● **Task objective**
An exact transcription of the lines below, from the first through the one containing "use crate::session::Session;", is the only output wanted.

◆ ◆ ◆ ◆ ◆ ◆ ◆

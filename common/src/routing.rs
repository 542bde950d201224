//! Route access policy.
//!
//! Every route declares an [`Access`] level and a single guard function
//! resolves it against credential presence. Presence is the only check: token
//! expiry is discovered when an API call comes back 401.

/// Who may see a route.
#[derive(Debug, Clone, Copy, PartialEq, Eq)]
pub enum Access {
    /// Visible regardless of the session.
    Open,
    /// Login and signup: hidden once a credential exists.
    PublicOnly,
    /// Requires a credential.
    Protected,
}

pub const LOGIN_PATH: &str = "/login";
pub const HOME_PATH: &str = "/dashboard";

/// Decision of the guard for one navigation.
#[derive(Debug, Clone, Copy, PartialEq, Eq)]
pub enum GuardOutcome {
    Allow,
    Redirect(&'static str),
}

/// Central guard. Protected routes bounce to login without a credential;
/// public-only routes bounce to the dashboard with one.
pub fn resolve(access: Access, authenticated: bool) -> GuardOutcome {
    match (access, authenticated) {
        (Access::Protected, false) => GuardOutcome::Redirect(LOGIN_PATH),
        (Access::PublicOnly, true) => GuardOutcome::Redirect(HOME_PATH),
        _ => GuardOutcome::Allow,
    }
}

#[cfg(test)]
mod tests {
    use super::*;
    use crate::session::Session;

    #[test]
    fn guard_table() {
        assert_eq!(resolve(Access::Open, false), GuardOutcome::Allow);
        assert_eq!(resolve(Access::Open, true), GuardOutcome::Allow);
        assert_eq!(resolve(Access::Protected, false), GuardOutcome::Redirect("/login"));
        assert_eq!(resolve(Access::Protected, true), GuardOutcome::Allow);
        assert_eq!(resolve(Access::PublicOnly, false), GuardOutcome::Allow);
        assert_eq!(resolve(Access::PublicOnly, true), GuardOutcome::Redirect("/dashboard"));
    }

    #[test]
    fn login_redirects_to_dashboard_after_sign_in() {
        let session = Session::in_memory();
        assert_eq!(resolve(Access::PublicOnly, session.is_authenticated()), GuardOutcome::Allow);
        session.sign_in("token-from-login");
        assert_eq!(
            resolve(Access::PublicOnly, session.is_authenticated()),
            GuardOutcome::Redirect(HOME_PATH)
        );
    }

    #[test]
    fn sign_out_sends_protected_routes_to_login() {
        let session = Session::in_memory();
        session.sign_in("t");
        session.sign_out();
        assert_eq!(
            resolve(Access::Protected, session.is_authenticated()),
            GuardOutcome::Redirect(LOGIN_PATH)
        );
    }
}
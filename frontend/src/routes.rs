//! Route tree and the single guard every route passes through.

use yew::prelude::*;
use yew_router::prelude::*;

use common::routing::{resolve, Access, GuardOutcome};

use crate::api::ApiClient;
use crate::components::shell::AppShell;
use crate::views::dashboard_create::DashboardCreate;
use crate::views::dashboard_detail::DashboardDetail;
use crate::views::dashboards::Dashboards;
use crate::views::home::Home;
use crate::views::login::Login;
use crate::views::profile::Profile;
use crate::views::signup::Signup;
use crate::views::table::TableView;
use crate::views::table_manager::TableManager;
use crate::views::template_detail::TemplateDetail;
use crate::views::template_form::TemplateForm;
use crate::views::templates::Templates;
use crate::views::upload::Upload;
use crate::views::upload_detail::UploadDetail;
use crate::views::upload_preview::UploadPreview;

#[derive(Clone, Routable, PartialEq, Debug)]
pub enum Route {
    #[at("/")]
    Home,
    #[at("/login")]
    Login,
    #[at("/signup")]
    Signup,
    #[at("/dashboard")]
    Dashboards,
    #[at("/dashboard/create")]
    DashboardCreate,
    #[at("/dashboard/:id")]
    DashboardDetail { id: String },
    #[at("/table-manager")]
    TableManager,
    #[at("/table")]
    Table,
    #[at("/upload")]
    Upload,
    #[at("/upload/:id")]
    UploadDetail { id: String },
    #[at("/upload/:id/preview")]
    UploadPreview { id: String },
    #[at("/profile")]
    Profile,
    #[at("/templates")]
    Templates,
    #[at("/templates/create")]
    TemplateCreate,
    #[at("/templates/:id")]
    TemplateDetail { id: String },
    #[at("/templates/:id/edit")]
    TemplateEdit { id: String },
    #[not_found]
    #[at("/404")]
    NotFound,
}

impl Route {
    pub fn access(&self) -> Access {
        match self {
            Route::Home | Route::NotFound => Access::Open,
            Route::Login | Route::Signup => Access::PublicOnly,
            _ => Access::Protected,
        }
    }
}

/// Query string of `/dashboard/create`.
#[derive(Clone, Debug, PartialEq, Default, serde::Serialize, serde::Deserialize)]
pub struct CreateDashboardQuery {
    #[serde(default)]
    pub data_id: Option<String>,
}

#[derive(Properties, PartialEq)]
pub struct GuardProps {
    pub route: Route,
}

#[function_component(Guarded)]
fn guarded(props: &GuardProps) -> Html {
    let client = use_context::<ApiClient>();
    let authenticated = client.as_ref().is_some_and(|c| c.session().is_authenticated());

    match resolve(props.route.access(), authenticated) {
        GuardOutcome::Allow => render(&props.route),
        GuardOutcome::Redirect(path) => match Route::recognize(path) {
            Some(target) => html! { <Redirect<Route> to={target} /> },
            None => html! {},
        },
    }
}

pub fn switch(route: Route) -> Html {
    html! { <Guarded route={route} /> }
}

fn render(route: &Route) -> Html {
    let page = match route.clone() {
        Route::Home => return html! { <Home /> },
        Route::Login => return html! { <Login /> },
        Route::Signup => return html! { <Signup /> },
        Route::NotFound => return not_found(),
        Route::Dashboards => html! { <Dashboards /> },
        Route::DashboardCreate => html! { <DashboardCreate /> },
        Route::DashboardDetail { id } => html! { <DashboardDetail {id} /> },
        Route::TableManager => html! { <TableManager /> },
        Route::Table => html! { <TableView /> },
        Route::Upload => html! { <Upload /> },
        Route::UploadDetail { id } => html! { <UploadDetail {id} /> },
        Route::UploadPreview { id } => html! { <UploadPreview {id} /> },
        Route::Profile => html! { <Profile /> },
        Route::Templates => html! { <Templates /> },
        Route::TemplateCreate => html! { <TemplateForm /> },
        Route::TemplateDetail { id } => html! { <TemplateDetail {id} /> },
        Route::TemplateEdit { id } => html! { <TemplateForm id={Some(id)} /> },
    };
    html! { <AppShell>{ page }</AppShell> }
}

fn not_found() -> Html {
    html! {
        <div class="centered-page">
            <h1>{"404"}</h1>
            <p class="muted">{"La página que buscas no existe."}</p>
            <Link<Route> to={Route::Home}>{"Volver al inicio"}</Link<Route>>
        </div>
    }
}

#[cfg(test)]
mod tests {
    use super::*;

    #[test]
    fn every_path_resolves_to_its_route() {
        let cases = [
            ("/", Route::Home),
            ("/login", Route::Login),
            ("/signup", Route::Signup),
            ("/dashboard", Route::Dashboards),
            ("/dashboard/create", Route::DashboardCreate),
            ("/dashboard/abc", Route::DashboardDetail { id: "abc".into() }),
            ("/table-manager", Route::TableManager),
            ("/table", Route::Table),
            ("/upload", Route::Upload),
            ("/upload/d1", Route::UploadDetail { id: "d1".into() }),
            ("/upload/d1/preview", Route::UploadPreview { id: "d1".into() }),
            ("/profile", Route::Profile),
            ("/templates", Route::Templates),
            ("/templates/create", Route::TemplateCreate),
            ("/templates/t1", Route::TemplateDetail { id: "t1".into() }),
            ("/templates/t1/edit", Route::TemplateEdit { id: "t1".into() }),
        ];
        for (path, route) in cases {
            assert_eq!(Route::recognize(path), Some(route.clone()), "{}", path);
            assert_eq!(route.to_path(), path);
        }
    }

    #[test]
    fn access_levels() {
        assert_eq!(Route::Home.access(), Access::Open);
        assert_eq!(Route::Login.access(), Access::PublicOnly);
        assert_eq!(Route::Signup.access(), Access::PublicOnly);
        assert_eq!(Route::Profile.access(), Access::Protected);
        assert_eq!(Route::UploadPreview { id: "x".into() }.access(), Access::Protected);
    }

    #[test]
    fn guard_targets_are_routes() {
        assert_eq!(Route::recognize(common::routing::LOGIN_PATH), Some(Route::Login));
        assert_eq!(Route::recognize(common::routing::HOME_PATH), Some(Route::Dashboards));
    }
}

◆ ◆ ◆ ◆ ◆ ◆ ◆

● **The completed task**
filename common/src/routing.rs
repository 542bde950d201224
//! Route access policy.
//!
//! Every route declares an [`Access`] level and a single guard function
//! resolves it against credential presence. Presence is the only check: token
//! expiry is discovered when an API call comes back 401.

/// Who may see a route.
#[derive(Debug, Clone, Copy, PartialEq, Eq)]
pub enum Access {
    /// Visible regardless of the session.
    Open,
    /// Login and signup: hidden once a credential exists.
    PublicOnly,
    /// Requires a credential.
    Protected,
}

pub const LOGIN_PATH: &str = "/login";
pub const HOME_PATH: &str = "/dashboard";

/// Decision of the guard for one navigation.
#[derive(Debug, Clone, Copy, PartialEq, Eq)]
pub enum GuardOutcome {
    Allow,
    Redirect(&'static str),
}

/// Central guard. Protected routes bounce to login without a credential;
/// public-only routes bounce to the dashboard with one.
pub fn resolve(access: Access, authenticated: bool) -> GuardOutcome {
    match (access, authenticated) {
        (Access::Protected, false) => GuardOutcome::Redirect(LOGIN_PATH),
        (Access::PublicOnly, true) => GuardOutcome::Redirect(HOME_PATH),
        _ => GuardOutcome::Allow,
    }
}

#[cfg(test)]
mod tests {
    use super::*;
    use crate::session::Session;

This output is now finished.